Classe thérapeutique 
Alpha-bloquant

 

Molécule 
Silodosine

 

Objectif principal
Démontrer la supériorité de la Silodosine par rapport au Placebo et sa non-infériorité par rapport à la Tamsulosine

 

Population de l’étude
1228 patients screenés dont 955 randomisés
–    381 traités par Silodosine
–    384 traités par Tamsulosine
–    190 traités par Placebo

 

Critères d’inclusion : Age ? 50 ans, IPSS ? 13 stable durant la « Placebo run-in period », Qmax 4-15 ml/s

 

Critères d’exclusion : amélioration  ? 25% du score IPSS pendant la « Placebo run-in period », résidu post-mictionnel ? 250ml

 

Méthodologie
Etude randomisée en double aveugle versus Pacebo et Tamsulosine
« Placebo run-in period » de 28 jours avant randomisation
Le critère de jugement principal est la différence de score IPSS en fin d’étude par rapport à la valeur de référence

 

Durée de suivi
6 mois

 

Principaux résultats
– Les deux traitements actifs à l’étude étaient significativement supérieurs au Placebo pour l’amélioration du score IPSS à 6 mois. 
 

 

– L’amélioration de l’IPSS dans le groupe Silodosine (-7 points) et dans le groupe Tamsulosine (-6,7 points) se faisait majoritairement dans les 2 premières semaines après randomisation
– L’amélioration de la question 8 de l’IPSS (-1,1 points dans les deux groupes actifs) et du Qmax (3 ,8 ml/s dans le groupe Silodosine et 3,5 ml/s dans le groupe Tamsulosine) étaient également signifcativement supérieures au Placebo
– Un total de 35% des patients du groupe silodosine et 29% des patients du groupe tamsulosine ont rapporté des effets secondaires en lien avec le traitement
– L’éjaculation rétrograde était significativement plus fréquente dans le groupe silodosine (14,2% vs 2,1%)
– La baise de la mesure de la tension artérielle orthostatique systolique n’était pas significative entre la silodosine et le placebo.
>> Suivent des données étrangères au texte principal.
/*!
 * Gettext PO files.
 *
 * Message ids and strings hold serialized messages, so inline formats show
 * up as `<g id="1">..</g>` and `<x id="2"/>` in the file. Reading a PO file
 * drops translations that do not parse back into a message, with a warning.
 */

use chrono::Local;
use log::warn;

use crate::errors::{PipelineError, PipelineResult};
use crate::translation::catalog::{Catalog, CatalogEntry, MemoryCatalog};
use crate::translation::message::Message;

/// Render a catalog as PO text, header entry first
pub fn write_po(catalog: &MemoryCatalog, language: Option<&str>) -> String {
    let mut output = String::new();

    output.push_str("msgid \"\"\nmsgstr \"\"\n");
    output.push_str(&format!(
        "\"POT-Creation-Date: {}\\n\"\n",
        Local::now().format("%Y-%m-%d %H:%M%z")
    ));
    if let Some(language) = language {
        output.push_str(&format!("\"Language: {}\\n\"\n", escape(language)));
    }
    output.push_str("\"MIME-Version: 1.0\\n\"\n");
    output.push_str("\"Content-Type: text/plain; charset=UTF-8\\n\"\n");
    output.push_str("\"Content-Transfer-Encoding: 8bit\\n\"\n");
    output.push_str(&format!(
        "\"X-Generator: {} {}\\n\"\n",
        env!("CARGO_PKG_NAME"),
        env!("CARGO_PKG_VERSION")
    ));

    for entry in catalog.iter_units() {
        output.push('\n');
        for comment in &entry.comments {
            output.push_str(&format!("#. {}\n", comment));
        }
        if !entry.references.is_empty() {
            let references: Vec<String> = entry
                .references
                .iter()
                .map(|(filename, line)| format!("{}:{}", filename, line))
                .collect();
            output.push_str(&format!("#: {}\n", references.join(" ")));
        }
        if entry.fuzzy {
            output.push_str("#, fuzzy\n");
        }
        if let Some(context) = &entry.context {
            write_keyword(&mut output, "msgctxt", context);
        }
        write_keyword(&mut output, "msgid", &entry.source.serialize());
        let target = entry
            .target
            .as_ref()
            .map(Message::serialize)
            .unwrap_or_default();
        write_keyword(&mut output, "msgstr", &target);
    }
    output
}

fn write_keyword(output: &mut String, keyword: &str, value: &str) {
    let lines: Vec<&str> = value.split_inclusive('\n').collect();
    if lines.len() <= 1 {
        output.push_str(&format!("{} \"{}\"\n", keyword, escape(value)));
        return;
    }
    output.push_str(&format!("{} \"\"\n", keyword));
    for line in lines {
        output.push_str(&format!("\"{}\"\n", escape(line)));
    }
}

fn escape(value: &str) -> String {
    let mut escaped = String::with_capacity(value.len());
    for c in value.chars() {
        match c {
            '\\' => escaped.push_str("\\\\"),
            '"' => escaped.push_str("\\\""),
            '\n' => escaped.push_str("\\n"),
            '\t' => escaped.push_str("\\t"),
            '\r' => escaped.push_str("\\r"),
            _ => escaped.push(c),
        }
    }
    escaped
}

#[derive(Debug, Clone, Copy, PartialEq, Eq)]
enum Field {
    Context,
    Id,
    Str,
}

#[derive(Debug, Default)]
struct PendingEntry {
    line: usize,
    comments: Vec<String>,
    references: Vec<(String, usize)>,
    fuzzy: bool,
    context: Option<String>,
    id: Option<String>,
    text: Option<String>,
    last: Option<Field>,
}

impl PendingEntry {
    fn is_blank(&self) -> bool {
        self.id.is_none() && self.context.is_none() && self.text.is_none()
    }

    fn field(&mut self, field: Field) -> &mut Option<String> {
        match field {
            Field::Context => &mut self.context,
            Field::Id => &mut self.id,
            Field::Str => &mut self.text,
        }
    }
}

/// Parse PO text into a catalog
pub fn read_po(source: &str) -> PipelineResult<MemoryCatalog> {
    let mut catalog = MemoryCatalog::new();
    let mut pending = PendingEntry::default();

    for (index, raw) in source.lines().enumerate() {
        let line = index + 1;
        let trimmed = raw.trim();

        if trimmed.is_empty() {
            finish(&mut catalog, std::mem::take(&mut pending))?;
            continue;
        }

        if let Some(comment) = trimmed.strip_prefix('#') {
            if pending.text.is_some() {
                finish(&mut catalog, std::mem::take(&mut pending))?;
            }
            if pending.is_blank() && pending.line == 0 {
                pending.line = line;
            }
            if let Some(references) = comment.strip_prefix(':') {
                pending
                    .references
                    .extend(references.split_whitespace().map(parse_reference));
            } else if let Some(flags) = comment.strip_prefix(',') {
                pending.fuzzy |= flags.split(',').any(|flag| flag.trim() == "fuzzy");
            } else if let Some(text) = comment.strip_prefix('.') {
                pending.comments.push(text.trim().to_string());
            }
            continue;
        }

        if trimmed.starts_with('"') {
            let value = unquote(trimmed, line)?;
            let field = pending.last.ok_or_else(|| invalid(line, "string without a keyword"))?;
            pending
                .field(field)
                .get_or_insert_with(String::new)
                .push_str(&value);
            continue;
        }

        let (keyword, rest) = trimmed
            .split_once(char::is_whitespace)
            .ok_or_else(|| invalid(line, "expected a keyword and a string"))?;
        let field = match keyword {
            "msgctxt" => Field::Context,
            "msgid" => Field::Id,
            "msgstr" => Field::Str,
            "msgid_plural" => return Err(invalid(line, "plural forms are not supported")),
            other if other.starts_with("msgstr[") => {
                return Err(invalid(line, "plural forms are not supported"));
            }
            other => return Err(invalid(line, &format!("unknown keyword '{}'", other))),
        };

        if pending.text.is_some() || (field != Field::Str && pending.field(field).is_some()) {
            finish(&mut catalog, std::mem::take(&mut pending))?;
        }
        if pending.line == 0 {
            pending.line = line;
        }
        let value = unquote(rest.trim(), line)?;
        *pending.field(field) = Some(value);
        pending.last = Some(field);
    }

    finish(&mut catalog, pending)?;
    Ok(catalog)
}

fn finish(catalog: &mut MemoryCatalog, pending: PendingEntry) -> PipelineResult<()> {
    if pending.is_blank() {
        return Ok(());
    }
    let line = pending.line;
    let id = pending
        .id
        .ok_or_else(|| invalid(line, "entry without msgid"))?;
    // header entry
    if id.is_empty() {
        return Ok(());
    }

    let source = Message::deserialize(&id).map_err(|err| invalid(line, &err.to_string()))?;
    let target = match pending.text.filter(|text| !text.is_empty()) {
        Some(text) => match Message::deserialize(&text) {
            Ok(target) => Some(target),
            Err(err) => {
                warn!("Dropping translation of '{}' at line {}: {}", id, line, err);
                None
            }
        },
        None => None,
    };

    let mut entry = CatalogEntry::new(source, pending.context.as_deref());
    entry.target = target;
    entry.fuzzy = pending.fuzzy;
    entry.comments = pending.comments;
    entry.references = pending.references;
    catalog.insert(entry);
    Ok(())
}

fn parse_reference(reference: &str) -> (String, usize) {
    match reference.rsplit_once(':') {
        Some((filename, line)) => match line.parse() {
            Ok(line) => (filename.to_string(), line),
            Err(_) => (reference.to_string(), 0),
        },
        None => (reference.to_string(), 0),
    }
}

fn unquote(value: &str, line: usize) -> PipelineResult<String> {
    let inner = value
        .strip_prefix('"')
        .and_then(|value| value.strip_suffix('"'))
        .filter(|_| value.len() >= 2)
        .ok_or_else(|| invalid(line, "expected a quoted string"))?;

    let mut unescaped = String::with_capacity(inner.len());
    let mut chars = inner.chars();
    while let Some(c) = chars.next() {
        if c != '\\' {
            unescaped.push(c);
            continue;
        }
        match chars.next() {
            Some('n') => unescaped.push('\n'),
            Some('t') => unescaped.push('\t'),
            Some('r') => unescaped.push('\r'),
            Some('"') => unescaped.push('"'),
            Some('\\') => unescaped.push('\\'),
            other => {
                return Err(invalid(line, &format!("bad escape sequence \\{}", other.unwrap_or(' '))));
            }
        }
    }
    Ok(unescaped)
}

fn invalid(line: usize, message: &str) -> PipelineError {
    PipelineError::InvalidCatalog {
        line,
        message: message.to_string(),
    }
}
Par contre, on observait une faible différence significative entre la tamsulosine et le placebo

 

Enseignements pour la pratique clinique
La silodosine améliore les SBAU de la même manière que la tamsulosine.
Elle entraine une éjaculation rétrograde ou une anéjaculation chez une forte proportion de patients.

 

Pour approfondir
– Impact de la Silodosine sur la nycturie (meta-analyse de 3 essais randomisés)
Eisenhardt A et al, World J Urol. 2014 Oct;32(5):1119-25

 

Commentaires du CTMH

Cette étude randomisée a confirmé la meilleure efficacité sur les SBAU de la Silodosine par rapport au placebo. Il n’y avait par contre pas de différence significative entre la Silodosine et la Tamsulosine vis à vis du critère de jugement principal.
L’action de la silodosine est rapide et sa tolérance est bonne avec seulement 2,1% d’arrêt de traitement en rapport avec un effet secondaire. 
De notre point de vue, le principal message qui peut être extrait de ce travail concernerait plutôt le profil de tolérance de ces deux molécules qui diffère de manière assez nette et pourrait permettre de préférer l’une ou l’autre en fonction des attentes et des antécédents des patients.
L’éjaculation rétrograde était l’effet secondaire le plus fréquemment rapporté avec la Silodosine ayant conduit à la plus grande partie des arrêt de traitement en cours d’étude (5/8 soit 62% des cas). Lorsque l’on s’adresse à un patient jeune, ayant une sexualité active et souhaitant conserver des éjaculations, il est donc probablement préférable de ne pas prescrire de Silodosine.
A l’inverse, l’hypotension orthostatique était plus importante avec la Tamsulosine qu’avec le placebo. Bien que la différence entre la Silodosine et la Tamsulosine pour cet effet secondaire n’était pas significative dans cette étude, les autres données publiées suggèrent un moindre impact de la Silodosine sur la tension artérielle. Il pourrait donc être préférable de choisir la Silodosine chez des sujets fragiles ou recevant déjà des traitements anti-hypertenseurs.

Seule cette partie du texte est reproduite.